Exercise goal
Look below for the line holding "their buffer overflowed" and the line holding "let id = ClientId::new();". Transcribe exactly those lines and all lines between them, nothing more.

═════ Supplied data ═════

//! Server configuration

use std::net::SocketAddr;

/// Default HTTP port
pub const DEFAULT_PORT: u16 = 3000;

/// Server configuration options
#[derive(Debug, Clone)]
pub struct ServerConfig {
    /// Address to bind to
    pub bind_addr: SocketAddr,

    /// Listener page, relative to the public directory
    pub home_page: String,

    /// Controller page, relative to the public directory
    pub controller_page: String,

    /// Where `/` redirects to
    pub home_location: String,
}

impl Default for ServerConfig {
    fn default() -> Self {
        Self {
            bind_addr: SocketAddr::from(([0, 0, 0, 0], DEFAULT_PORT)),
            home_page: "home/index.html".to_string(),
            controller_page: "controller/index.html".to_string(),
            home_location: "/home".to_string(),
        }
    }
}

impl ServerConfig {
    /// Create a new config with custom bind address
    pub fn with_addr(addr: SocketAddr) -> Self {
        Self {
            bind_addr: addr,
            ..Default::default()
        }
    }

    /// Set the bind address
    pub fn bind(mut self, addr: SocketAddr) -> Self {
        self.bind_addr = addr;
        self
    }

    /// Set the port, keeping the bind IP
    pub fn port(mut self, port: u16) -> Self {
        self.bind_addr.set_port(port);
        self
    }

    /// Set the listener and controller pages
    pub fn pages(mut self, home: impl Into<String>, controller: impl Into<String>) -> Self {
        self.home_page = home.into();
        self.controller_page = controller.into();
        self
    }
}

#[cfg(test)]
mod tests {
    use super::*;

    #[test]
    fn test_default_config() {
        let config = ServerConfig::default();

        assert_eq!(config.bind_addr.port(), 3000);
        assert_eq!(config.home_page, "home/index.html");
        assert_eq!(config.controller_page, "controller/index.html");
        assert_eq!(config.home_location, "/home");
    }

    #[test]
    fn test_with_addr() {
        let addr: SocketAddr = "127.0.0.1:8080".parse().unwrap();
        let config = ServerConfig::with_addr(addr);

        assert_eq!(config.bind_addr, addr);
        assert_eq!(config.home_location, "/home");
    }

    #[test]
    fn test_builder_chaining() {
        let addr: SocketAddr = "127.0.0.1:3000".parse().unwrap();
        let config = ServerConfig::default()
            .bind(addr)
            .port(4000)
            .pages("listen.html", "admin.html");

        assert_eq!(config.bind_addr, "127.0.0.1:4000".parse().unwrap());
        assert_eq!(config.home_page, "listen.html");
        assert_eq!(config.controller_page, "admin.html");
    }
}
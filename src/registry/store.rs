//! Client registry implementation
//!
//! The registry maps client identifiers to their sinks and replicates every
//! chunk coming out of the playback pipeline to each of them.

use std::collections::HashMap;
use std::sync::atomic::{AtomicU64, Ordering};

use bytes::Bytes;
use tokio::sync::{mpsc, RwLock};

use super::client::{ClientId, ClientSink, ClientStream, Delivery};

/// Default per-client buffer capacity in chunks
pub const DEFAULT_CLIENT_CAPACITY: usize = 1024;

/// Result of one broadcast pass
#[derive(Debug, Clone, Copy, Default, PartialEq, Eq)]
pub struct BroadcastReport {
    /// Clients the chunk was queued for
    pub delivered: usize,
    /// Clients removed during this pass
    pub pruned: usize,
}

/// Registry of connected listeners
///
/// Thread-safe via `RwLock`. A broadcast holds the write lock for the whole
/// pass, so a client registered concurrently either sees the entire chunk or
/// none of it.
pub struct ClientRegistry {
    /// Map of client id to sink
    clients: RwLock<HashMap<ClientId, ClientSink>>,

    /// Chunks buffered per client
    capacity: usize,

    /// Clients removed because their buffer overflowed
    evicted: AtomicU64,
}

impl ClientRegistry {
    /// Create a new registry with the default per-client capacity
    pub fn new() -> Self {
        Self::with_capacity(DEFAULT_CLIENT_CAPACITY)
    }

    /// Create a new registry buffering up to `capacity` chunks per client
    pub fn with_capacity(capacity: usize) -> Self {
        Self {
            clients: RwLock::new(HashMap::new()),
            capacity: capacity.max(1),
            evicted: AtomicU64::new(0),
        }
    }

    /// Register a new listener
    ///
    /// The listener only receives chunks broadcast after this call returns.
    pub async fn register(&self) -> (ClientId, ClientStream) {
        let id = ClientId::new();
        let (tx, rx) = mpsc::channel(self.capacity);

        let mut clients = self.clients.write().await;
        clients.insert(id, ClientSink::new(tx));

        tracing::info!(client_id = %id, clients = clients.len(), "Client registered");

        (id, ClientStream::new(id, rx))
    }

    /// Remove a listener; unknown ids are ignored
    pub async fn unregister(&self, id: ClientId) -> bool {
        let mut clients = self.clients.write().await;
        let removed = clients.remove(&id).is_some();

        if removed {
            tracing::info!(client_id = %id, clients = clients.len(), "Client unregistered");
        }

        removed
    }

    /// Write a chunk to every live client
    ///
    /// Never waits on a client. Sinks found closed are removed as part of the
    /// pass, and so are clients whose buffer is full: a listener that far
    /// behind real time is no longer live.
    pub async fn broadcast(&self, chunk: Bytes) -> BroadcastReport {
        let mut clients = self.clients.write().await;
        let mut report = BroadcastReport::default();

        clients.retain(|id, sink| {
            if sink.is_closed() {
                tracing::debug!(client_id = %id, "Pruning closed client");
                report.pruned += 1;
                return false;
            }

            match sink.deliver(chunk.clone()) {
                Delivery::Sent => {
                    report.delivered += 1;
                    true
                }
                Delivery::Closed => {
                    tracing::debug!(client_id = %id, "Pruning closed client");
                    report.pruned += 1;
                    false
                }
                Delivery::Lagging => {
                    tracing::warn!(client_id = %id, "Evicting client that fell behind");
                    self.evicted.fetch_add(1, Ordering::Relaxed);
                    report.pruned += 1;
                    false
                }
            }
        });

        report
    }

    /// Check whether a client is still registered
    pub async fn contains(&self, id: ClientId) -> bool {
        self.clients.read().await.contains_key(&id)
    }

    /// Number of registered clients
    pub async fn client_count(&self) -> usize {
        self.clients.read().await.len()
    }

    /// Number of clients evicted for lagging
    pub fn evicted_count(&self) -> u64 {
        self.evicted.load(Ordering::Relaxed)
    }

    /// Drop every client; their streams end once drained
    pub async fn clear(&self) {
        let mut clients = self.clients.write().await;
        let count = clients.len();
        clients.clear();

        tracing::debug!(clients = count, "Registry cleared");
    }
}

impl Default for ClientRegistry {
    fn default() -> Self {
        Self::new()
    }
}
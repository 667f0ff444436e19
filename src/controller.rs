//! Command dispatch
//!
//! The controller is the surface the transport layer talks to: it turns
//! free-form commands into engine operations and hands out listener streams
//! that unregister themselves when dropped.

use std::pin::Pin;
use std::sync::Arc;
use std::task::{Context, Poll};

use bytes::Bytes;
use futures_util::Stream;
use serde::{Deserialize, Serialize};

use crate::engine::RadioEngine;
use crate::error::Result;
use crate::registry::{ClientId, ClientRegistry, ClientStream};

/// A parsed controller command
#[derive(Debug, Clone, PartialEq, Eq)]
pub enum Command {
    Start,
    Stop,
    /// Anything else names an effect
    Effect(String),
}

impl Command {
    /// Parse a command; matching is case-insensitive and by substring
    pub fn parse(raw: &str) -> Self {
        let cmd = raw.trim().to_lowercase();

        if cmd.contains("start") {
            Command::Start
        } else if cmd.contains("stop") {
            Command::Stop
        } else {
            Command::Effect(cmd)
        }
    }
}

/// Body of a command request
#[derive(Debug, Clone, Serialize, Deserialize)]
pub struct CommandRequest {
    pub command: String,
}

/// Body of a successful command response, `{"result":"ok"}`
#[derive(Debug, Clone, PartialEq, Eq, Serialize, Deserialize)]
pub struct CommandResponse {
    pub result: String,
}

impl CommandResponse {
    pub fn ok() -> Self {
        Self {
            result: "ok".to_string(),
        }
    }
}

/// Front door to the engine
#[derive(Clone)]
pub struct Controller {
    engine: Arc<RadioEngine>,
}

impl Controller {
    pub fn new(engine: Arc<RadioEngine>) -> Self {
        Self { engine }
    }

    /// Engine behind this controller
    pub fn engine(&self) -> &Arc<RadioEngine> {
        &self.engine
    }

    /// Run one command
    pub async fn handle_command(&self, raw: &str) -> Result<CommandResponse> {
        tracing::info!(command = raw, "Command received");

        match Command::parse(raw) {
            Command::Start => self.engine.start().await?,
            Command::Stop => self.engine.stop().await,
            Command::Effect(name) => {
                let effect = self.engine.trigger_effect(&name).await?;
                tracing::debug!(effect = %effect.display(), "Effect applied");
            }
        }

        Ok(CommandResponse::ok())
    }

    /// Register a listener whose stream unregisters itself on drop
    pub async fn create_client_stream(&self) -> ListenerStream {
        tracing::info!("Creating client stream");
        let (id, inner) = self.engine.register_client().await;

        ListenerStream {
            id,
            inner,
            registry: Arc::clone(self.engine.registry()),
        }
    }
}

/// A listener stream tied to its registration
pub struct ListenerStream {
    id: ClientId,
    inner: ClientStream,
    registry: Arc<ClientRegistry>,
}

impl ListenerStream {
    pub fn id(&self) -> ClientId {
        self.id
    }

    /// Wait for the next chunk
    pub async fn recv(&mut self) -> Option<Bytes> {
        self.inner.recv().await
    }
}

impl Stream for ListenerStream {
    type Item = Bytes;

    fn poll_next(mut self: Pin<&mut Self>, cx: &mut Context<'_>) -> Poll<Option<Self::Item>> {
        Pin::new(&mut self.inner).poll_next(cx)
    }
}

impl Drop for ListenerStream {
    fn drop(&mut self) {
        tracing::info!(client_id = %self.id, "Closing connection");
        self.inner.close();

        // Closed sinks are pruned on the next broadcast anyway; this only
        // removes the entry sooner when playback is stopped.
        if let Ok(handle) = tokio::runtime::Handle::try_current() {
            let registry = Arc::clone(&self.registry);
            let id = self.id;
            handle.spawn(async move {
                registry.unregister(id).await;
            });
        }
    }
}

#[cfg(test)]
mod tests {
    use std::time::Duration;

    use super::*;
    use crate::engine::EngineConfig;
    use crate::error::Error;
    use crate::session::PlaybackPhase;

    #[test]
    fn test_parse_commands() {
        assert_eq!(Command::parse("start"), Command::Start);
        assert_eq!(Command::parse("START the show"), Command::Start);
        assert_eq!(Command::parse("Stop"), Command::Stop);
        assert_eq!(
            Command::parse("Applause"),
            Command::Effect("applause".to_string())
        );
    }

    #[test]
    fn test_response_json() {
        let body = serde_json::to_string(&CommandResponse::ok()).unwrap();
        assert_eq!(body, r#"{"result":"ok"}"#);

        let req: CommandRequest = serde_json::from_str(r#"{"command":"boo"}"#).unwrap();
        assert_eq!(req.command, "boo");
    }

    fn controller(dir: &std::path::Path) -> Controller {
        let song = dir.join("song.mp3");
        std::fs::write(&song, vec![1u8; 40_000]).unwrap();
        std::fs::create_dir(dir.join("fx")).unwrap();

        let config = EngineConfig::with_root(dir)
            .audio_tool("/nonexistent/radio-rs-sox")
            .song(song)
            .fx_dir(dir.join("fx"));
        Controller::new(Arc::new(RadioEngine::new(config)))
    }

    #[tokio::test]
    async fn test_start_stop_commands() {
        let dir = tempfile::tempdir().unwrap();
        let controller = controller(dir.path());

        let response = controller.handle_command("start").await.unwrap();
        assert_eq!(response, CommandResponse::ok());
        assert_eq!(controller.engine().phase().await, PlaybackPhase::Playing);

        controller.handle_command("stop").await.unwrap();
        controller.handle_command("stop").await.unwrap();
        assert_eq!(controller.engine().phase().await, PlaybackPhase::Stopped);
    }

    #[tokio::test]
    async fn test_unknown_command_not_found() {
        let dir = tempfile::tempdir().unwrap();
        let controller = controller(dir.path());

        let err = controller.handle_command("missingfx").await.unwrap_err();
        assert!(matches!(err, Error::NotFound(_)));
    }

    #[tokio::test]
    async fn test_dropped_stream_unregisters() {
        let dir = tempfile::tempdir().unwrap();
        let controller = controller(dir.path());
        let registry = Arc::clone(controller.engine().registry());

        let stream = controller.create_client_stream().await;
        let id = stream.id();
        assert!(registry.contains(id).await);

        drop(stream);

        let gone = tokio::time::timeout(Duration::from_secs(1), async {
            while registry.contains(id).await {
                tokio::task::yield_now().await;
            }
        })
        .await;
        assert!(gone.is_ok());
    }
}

═════

The completed task
    /// Clients removed because their buffer overflowed
    evicted: AtomicU64,
}

impl ClientRegistry {
    /// Create a new registry with the default per-client capacity
    pub fn new() -> Self {
        Self::with_capacity(DEFAULT_CLIENT_CAPACITY)
    }

    /// Create a new registry buffering up to `capacity` chunks per client
    pub fn with_capacity(capacity: usize) -> Self {
        Self {
            clients: RwLock::new(HashMap::new()),
            capacity: capacity.max(1),
            evicted: AtomicU64::new(0),
        }
    }

    /// Register a new listener
    ///
    /// The listener only receives chunks broadcast after this call returns.
    pub async fn register(&self) -> (ClientId, ClientStream) {
        let id = ClientId::new();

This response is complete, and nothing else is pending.